Senior Special Counsel
Office of Mergers and Acquisitions
United States Securities and Exchange Commission
100 F Street, N.E.
Washington, DC 20549
Re: Banc of California, Inc.
Schedule TO-I filed on July 25, 2019
Schedule TO-I/A filed on July 26, 2019
Schedule TO-I/A filed on July 29, 2019
File No. 5-78540
Dear Ms. Chalk,
On behalf of Banc of California, Inc. (the “Company”), we are hereby providing the following responses to your comment letter dated July 26, 2019 (the “Comment Letter”), regarding the above-referenced Tender Offer Statement on Schedule TO-I (the “Schedule TO”) filed on July 25, 2019, as amended on July 26, 2019 and on July 29, 2019, relating to a tender offer (the “Offer”) by the Company. To assist your review, we have retyped the text of the Staff’s comments in bold below. The headings and pages below correspond to the headings and pages in the Comment Letter and the Company’s offer to purchase, dated July 25, 2019 (the “Offer to Purchase”) relating to the Offer. All capitalized terms used but not defined herein have the meanings ascribed to them in the Offer to Purchase.

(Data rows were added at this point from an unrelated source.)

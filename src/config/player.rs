// Copyright (C) 2026 Michael Wilson <mike@mdwn.dev>
//
// This program is free software: you can redistribute it and/or modify it under
// the terms of the GNU General Public License as published by the Free Software
// Foundation, version 3.
//
// This program is distributed in the hope that it will be useful, but WITHOUT
// ANY WARRANTY; without even the implied warranty of MERCHANTABILITY or FITNESS
// FOR A PARTICULAR PURPOSE. See the GNU General Public License for more details.
//
// You should have received a copy of the GNU General Public License along with
// this program. If not, see <https://www.gnu.org/licenses/>.
//
use std::path::{Path, PathBuf};

use serde::Deserialize;

use super::assets::{AssetLocation, Assets};
use super::audio::Audio;
use super::server::Server;

const DEFAULT_SESSION_FILE: &str = ".sfxpad-session";

/// The configuration for the sound-effect player.
#[derive(Deserialize, Clone, Debug, Default)]
pub struct Player {
    /// The audio configuration.
    #[serde(default)]
    audio: Audio,
    /// Where the samples come from.
    #[serde(default)]
    assets: Assets,
    /// File the session tag is kept in.
    session_file: Option<PathBuf>,
    /// The static server configuration.
    #[serde(default)]
    server: Server,
}

impl Player {
    pub fn audio(&self) -> &Audio {
        &self.audio
    }

    pub fn assets(&self) -> &Assets {
        &self.assets
    }

    pub fn server(&self) -> &Server {
        &self.server
    }

    pub fn session_file(&self) -> &Path {
        self.session_file
            .as_deref()
            .unwrap_or(Path::new(DEFAULT_SESSION_FILE))
    }

    /// Resolves where samples are fetched from. Without an explicit URL or path, samples are
    /// read from the static server's root directory.
    pub fn asset_location(&self) -> AssetLocation {
        match (self.assets.url(), self.assets.path()) {
            (Some(url), _) => AssetLocation::Url(url.to_string()),
            (None, Some(path)) => AssetLocation::Dir(path.to_path_buf()),
            (None, None) => AssetLocation::Dir(self.server.root().to_path_buf()),
        }
    }
}

#[cfg(test)]
mod tests {
    use config::{Config, File, FileFormat};

    use super::*;

    #[test]
    fn test_player_deserialize() {
        let yaml = r#"
            audio:
              device: mock-device
              extension: wav
            assets:
              path: /srv/sfx
            session_file: /tmp/sfx-session
            server:
              root: site
        "#;

        let player: Player = Config::builder()
            .add_source(File::from_str(yaml, FileFormat::Yaml))
            .build()
            .unwrap()
            .try_deserialize()
            .unwrap();

        assert_eq!(player.audio().device(), Some("mock-device"));
        assert_eq!(player.audio().extension(), "wav");
        assert_eq!(
            player.asset_location(),
            AssetLocation::Dir(PathBuf::from("/srv/sfx"))
        );
        assert_eq!(player.session_file(), Path::new("/tmp/sfx-session"));
        assert_eq!(player.server().root(), Path::new("site"));
        assert_eq!(player.server().port(), 8000);
        assert!(!player.server().has_port());
    }

    #[test]
    fn test_assets_default_to_server_root() {
        let yaml = r#"
            server:
              root: site
        "#;

        let player: Player = Config::builder()
            .add_source(File::from_str(yaml, FileFormat::Yaml))
            .build()
            .unwrap()
            .try_deserialize()
            .unwrap();

        assert_eq!(
            player.asset_location(),
            AssetLocation::Dir(PathBuf::from("site"))
        );
    }
}
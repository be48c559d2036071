// Copyright (C) 2026 Michael Wilson <mike@mdwn.dev>
//
// This program is free software: you can redistribute it and/or modify it under
// the terms of the GNU General Public License as published by the Free Software
// Foundation, version 3.
//
// This program is distributed in the hope that it will be useful, but WITHOUT
// ANY WARRANTY; without even the implied warranty of MERCHANTABILITY or FITNESS
// FOR A PARTICULAR PURPOSE. See the GNU General Public License for more details.
//
// You should have received a copy of the GNU General Public License along with
// this program. If not, see <https://www.gnu.org/licenses/>.
//

//! Static asset server.
//!
//! Serves a directory of static files. Any path that isn't a file gets the directory's
//! `index.html`, so client-side routes load the page.

use std::future::Future;
use std::net::SocketAddr;
use std::path::{Path, PathBuf};

use axum::Router;
use tokio::net::TcpListener;
use tower_http::services::{ServeDir, ServeFile};
use tracing::info;

use crate::config;

/// Environment variable that overrides the configured port.
pub const PORT_ENV: &str = "PORT";

#[derive(Debug, thiserror::Error)]
pub enum ServerError {
    #[error("invalid PORT value {0:?}")]
    InvalidPort(String),
    #[error("server I/O error: {0}")]
    Io(#[from] std::io::Error),
}

/// Builds the router serving `root`.
pub fn router(root: &Path) -> Router {
    let index = ServeFile::new(root.join("index.html"));
    Router::new().fallback_service(ServeDir::new(root).fallback(index))
}

/// Picks the port to listen on: an explicit port wins, then the environment, then the
/// configuration.
pub fn resolve_port(explicit: Option<u16>, config: &config::Server) -> Result<u16, ServerError> {
    pick_port(explicit, std::env::var(PORT_ENV).ok().as_deref(), config)
}

fn pick_port(
    explicit: Option<u16>,
    env: Option<&str>,
    config: &config::Server,
) -> Result<u16, ServerError> {
    if let Some(port) = explicit {
        return Ok(port);
    }
    match env.map(str::trim).filter(|value| !value.is_empty()) {
        Some(value) => value
            .parse()
            .map_err(|_| ServerError::InvalidPort(value.to_string())),
        None => Ok(config.port()),
    }
}

/// Serves `root` on all interfaces until ctrl-c.
pub async fn serve(root: PathBuf, port: u16) -> Result<(), ServerError> {
    let listener = TcpListener::bind(SocketAddr::from(([0, 0, 0, 0], port))).await?;
    serve_on(listener, root, async {
        let _ = tokio::signal::ctrl_c().await;
        info!("Shutting down server");
    })
    .await
}

/// Serves `root` on an already bound listener until `shutdown` completes.
pub async fn serve_on<F>(
    listener: TcpListener,
    root: PathBuf,
    shutdown: F,
) -> Result<(), ServerError>
where
    F: Future<Output = ()> + Send + 'static,
{
    info!(
        address = %listener.local_addr()?,
        root = ?root,
        "Serving static files"
    );
    axum::serve(listener, router(&root))
        .with_graceful_shutdown(shutdown)
        .await?;
    Ok(())
}
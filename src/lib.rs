// Copyright (C) 2026 Michael Wilson <mike@mdwn.dev>
//
// This program is free software: you can redistribute it and/or modify it under
// the terms of the GNU General Public License as published by the Free Software
// Foundation, version 3.
//
// This program is distributed in the hope that it will be useful, but WITHOUT
// ANY WARRANTY; without even the implied warranty of MERCHANTABILITY or FITNESS
// FOR A PARTICULAR PURPOSE. See the GNU General Public License for more details.
//
// You should have received a copy of the GNU General Public License along with
// this program. If not, see <https://www.gnu.org/licenses/>.
//
pub mod assets;
pub mod audio;
pub mod config;
pub mod samples;
#[cfg(feature = "server")]
pub mod server;
pub mod session;
#[cfg(test)]
mod testutil;
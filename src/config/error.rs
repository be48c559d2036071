// Copyright (C) 2026 Michael Wilson <mike@mdwn.dev>
//
// This program is free software: you can redistribute it and/or modify it under
// the terms of the GNU General Public License as published by the Free Software
// Foundation, version 3.
//
// This program is distributed in the hope that it will be useful, but WITHOUT
// ANY WARRANTY; without even the implied warranty of MERCHANTABILITY or FITNESS
// FOR A PARTICULAR PURPOSE. See the GNU General Public License for more details.
//
// You should have received a copy of the GNU General Public License along with
// this program. If not, see <https://www.gnu.org/licenses/>.
//

/// Typed error for config load/parse failures so callers can distinguish
/// e.g. file-not-found from parse errors without string matching.
#[derive(Debug, thiserror::Error)]
pub enum ConfigError {
    #[error("Config load/parse error: {0}")]
    Load(#[from] config::ConfigError),
}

The responses and information described below are based upon information provided to us by the Company.
In addition, concurrently herewith we are transmitting via EDGAR Amendment No. 3 (“Amendment No. 3”) to the Schedule TO. The Schedule TO has been revised in response to the Staff’s comments.
Schedule TO-I filed July 25, 2019
Offer to Purchase - Purchase Price of Securities, page 15
1. | Because the offer consideration includes accrued but unpaid dividends on each class of subject securities, you present in the offer to purchase a “hypothetical total consideration” figure that includes the fixed offer price plus the amount of anticipated dividends, assuming a settlement date of August 23, 2019. Tell us how this complies with your responsibility to describe the material terms of the offer, under Item 1004 of Regulation M-A and Item 4 of Schedule TO. In this regard, if the existence of and amount of dividends are set pursuant to terms of these securities or are in your control as the issuer, explain why the offer price cannot be presented as a set number from the outset. |
Response: As discussed with the Staff, the Company believes that in the context of an issuer tender offer for fixed income securities (whether debt, including convertible debt, or preferred equity), such as the Securities, it is very common for the offer consideration to be structured such that the holder receives for his or her securities (1) a fixed price plus (2) the interest (in the case of debt, including convertible debt) or dividends (in the case of preferred equity) that the holder would have received had the holder owned the securities through the next relevant record date. Depending on the timing of a given tender offer and the specified record and payment dates for a given security, a tender offer might commence and settle before the occurrence of the next record date; and the Company believes that the market expectation for an issuer tender offer is that the holder will receive the “accrued interest” or “accrued dividend” nonetheless.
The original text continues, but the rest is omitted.